> Activity: Would you please copy every line below that includes the string "RecursiveMode"?
═════ Records provided ═════
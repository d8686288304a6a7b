//! Activity collectors.
//!
//! Each collector turns one outside source into [`ActivityEvent`]s on the
//! event bus:
//!
//! 1. **git**: watches `.git/logs/HEAD` of each repo, emits one event per new commit
//! 2. **assistant_log**: watches assistant session JSONL files, emits one event per exchange
//! 3. **screenpipe**: polls the capture API for OCR and audio transcripts
//!
//! # Architecture
//!
//! ```text
//! .git/logs/HEAD ─┐
//! projects/*.jsonl ┼→ collectors → EventBus → ContextAccumulator
//! capture API ────┘
//! ```
//!
//! Collectors run as tokio tasks and stop when the shared shutdown signal
//! turns true. Source errors are logged and never stop a collector.
//!
//! [`ActivityEvent`]: crate::domain::ActivityEvent

pub mod assistant_log;
pub mod git;
pub mod screenpipe;

use std::path::{Path, PathBuf};
use std::time::Duration;

use notify::{RecommendedWatcher, RecursiveMode, Watcher};
use notify_debouncer_mini::{new_debouncer, DebounceEventResult, Debouncer};
use thiserror::Error;
use tokio::sync::{mpsc, watch};
use tracing::warn;

pub use assistant_log::{parse_exchanges, AssistantLogCollector, ExchangeBatch};
pub use git::{parse_git_log, GitCollector};
pub use screenpipe::{ScreenpipeCollector, SeenHashes};

/// Errors that can occur while setting up a file watch
#[derive(Debug, Error)]
pub enum WatcherError {
    #[error("Watch path does not exist: {0}")]
    PathNotFound(PathBuf),

    #[error("Notify error: {0}")]
    Notify(#[from] notify::Error),
}

/// A debounced file watch feeding an async channel.
///
/// The watch stays active for as long as this value lives.
pub struct FileWatch {
    _debouncer: Debouncer<RecommendedWatcher>,
    rx: mpsc::UnboundedReceiver<Vec<PathBuf>>,
}

impl FileWatch {
    /// Start watching `path`, batching changes that arrive within `debounce`
    pub fn start(path: &Path, mode: RecursiveMode, debounce: Duration) -> Result<Self, WatcherError> {
        if !path.exists() {
            return Err(WatcherError::PathNotFound(path.to_path_buf()));
        }

        let (tx, rx) = mpsc::unbounded_channel();
        let mut debouncer = new_debouncer(debounce, move |result: DebounceEventResult| match result {
            Ok(events) => {
                let paths: Vec<PathBuf> = events.into_iter().map(|e| e.path).collect();
                if !paths.is_empty() {
                    let _ = tx.send(paths);
                }
            }
            Err(e) => warn!(error = ?e, "File watch error"),
        })?;

        debouncer.watcher().watch(path, mode)?;

        Ok(Self {
            _debouncer: debouncer,
            rx,
        })
    }

    /// Next batch of changed paths, or `None` once shutdown is signalled
    pub async fn next(&mut self, shutdown: &mut watch::Receiver<bool>) -> Option<Vec<PathBuf>> {
        if *shutdown.borrow() {
            return None;
        }
        tokio::select! {
            batch = self.rx.recv() => batch,
            _ = wait_for_shutdown(shutdown) => None,
        }
    }
}

/// Resolve once the shutdown flag is true or its sender is gone
pub async fn wait_for_shutdown(shutdown: &mut watch::Receiver<bool>) {
    while !*shutdown.borrow() {
        if shutdown.changed().await.is_err() {
            return;
        }
    }
}

#[cfg(test)]
mod tests {
    use super::*;
    use tempfile::TempDir;

    #[test]
    fn test_missing_path_rejected() {
        let temp = TempDir::new().unwrap();
        let result = FileWatch::start(
            &temp.path().join("nope"),
            RecursiveMode::NonRecursive,
            Duration::from_millis(50),
        );
        assert!(matches!(result, Err(WatcherError::PathNotFound(_))));
    }

    #[tokio::test]
    async fn test_shutdown_ends_watch() {
        let temp = TempDir::new().unwrap();
        let mut file_watch = FileWatch::start(
            temp.path(),
            RecursiveMode::NonRecursive,
            Duration::from_millis(50),
        )
        .unwrap();

        let (tx, mut rx) = watch::channel(false);
        tx.send(true).unwrap();
        assert!(file_watch.next(&mut rx).await.is_none());
    }
}
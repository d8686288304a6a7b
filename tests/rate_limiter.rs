//! Rate Limiter Integration Tests
//!
//! Tests for hourly/daily caps, boundary roll-over and persistence.

use std::sync::Arc;

use chrono::{DateTime, Duration, Local, TimeZone, Utc};
use livebuild::core::{JsonFileStore, RateDecision, RateLimiter, RateLimits, StateStore};
use tempfile::TempDir;

fn local(h: u32, m: u32) -> DateTime<Utc> {
    Local
        .with_ymd_and_hms(2025, 6, 11, h, m, 0)
        .single()
        .unwrap()
        .with_timezone(&Utc)
}

fn limits() -> RateLimits {
    RateLimits {
        max_per_hour: 3,
        max_per_day: 30,
        min_interval: Duration::minutes(10),
    }
}

#[test]
fn test_hourly_cap_resets_at_boundary_and_keeps_daily_count() {
    let temp = TempDir::new().unwrap();
    let store = Arc::new(JsonFileStore::open(temp.path()).unwrap());
    let limiter = RateLimiter::new(store.clone(), limits());

    for minute in [5, 20, 35] {
        let now = local(10, minute);
        assert_eq!(limiter.check_at(now).unwrap(), RateDecision::Allowed);
        limiter.record_publish_at(now).unwrap();
    }

    // Fourth attempt inside the same hour is blocked until 11:00 local
    match limiter.check_at(local(10, 50)).unwrap() {
        RateDecision::HourlyLimit { resets_at } => assert_eq!(resets_at, local(11, 0)),
        other => panic!("expected hourly limit, got {:?}", other),
    }

    assert_eq!(limiter.check_at(local(11, 0)).unwrap(), RateDecision::Allowed);
    let status = limiter.status_at(local(11, 0)).unwrap();
    assert_eq!(status.published_this_hour, 0);
    assert_eq!(status.published_today, 3);
    assert_eq!(status.next_allowed_at, None);
}

#[test]
fn test_min_interval_blocks_second_post() {
    let store = Arc::new(livebuild::core::MemoryStore::new());
    let limiter = RateLimiter::new(store, limits());

    limiter.record_publish_at(local(9, 0)).unwrap();
    assert_eq!(
        limiter.check_at(local(9, 5)).unwrap(),
        RateDecision::MinInterval {
            next_allowed_at: local(9, 10)
        }
    );
    assert!(limiter.can_publish_at(local(9, 10)).unwrap());
}

#[test]
fn test_counters_survive_reopen() {
    let temp = TempDir::new().unwrap();

    {
        let store = Arc::new(JsonFileStore::open(temp.path()).unwrap());
        let limiter = RateLimiter::new(store, limits());
        limiter.record_publish_at(local(14, 0)).unwrap();
        limiter.record_publish_at(local(14, 15)).unwrap();
    }

    let store = Arc::new(JsonFileStore::open(temp.path()).unwrap());
    let state = store.load_state().unwrap();
    assert_eq!(state.published_this_hour, 2);
    assert_eq!(state.published_today, 2);
    assert_eq!(state.last_publish_at, Some(local(14, 15)));

    let limiter = RateLimiter::new(store, limits());
    let status = limiter.status_at(local(14, 20)).unwrap();
    assert_eq!(status.next_allowed_at, Some(local(14, 25)));
}

#[test]
fn test_daily_cap_resets_at_local_midnight() {
    let store = Arc::new(livebuild::core::MemoryStore::new());
    let limiter = RateLimiter::new(
        store,
        RateLimits {
            max_per_hour: 10,
            max_per_day: 2,
            min_interval: Duration::zero(),
        },
    );

    limiter.record_publish_at(local(22, 0)).unwrap();
    limiter.record_publish_at(local(22, 1)).unwrap();

    let decision = limiter.check_at(local(23, 30)).unwrap();
    assert!(matches!(decision, RateDecision::DailyLimit { .. }));

    let midnight = Local
        .with_ymd_and_hms(2025, 6, 12, 0, 0, 0)
        .single()
        .unwrap()
        .with_timezone(&Utc);
    assert_eq!(
        decision,
        RateDecision::DailyLimit { resets_at: midnight }
    );
    assert!(limiter.can_publish_at(midnight).unwrap());
}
═════
> Exercise output:
use notify::{RecommendedWatcher, RecursiveMode, Watcher};
    pub fn start(path: &Path, mode: RecursiveMode, debounce: Duration) -> Result<Self, WatcherError> {
            RecursiveMode::NonRecursive,
            RecursiveMode::NonRecursive,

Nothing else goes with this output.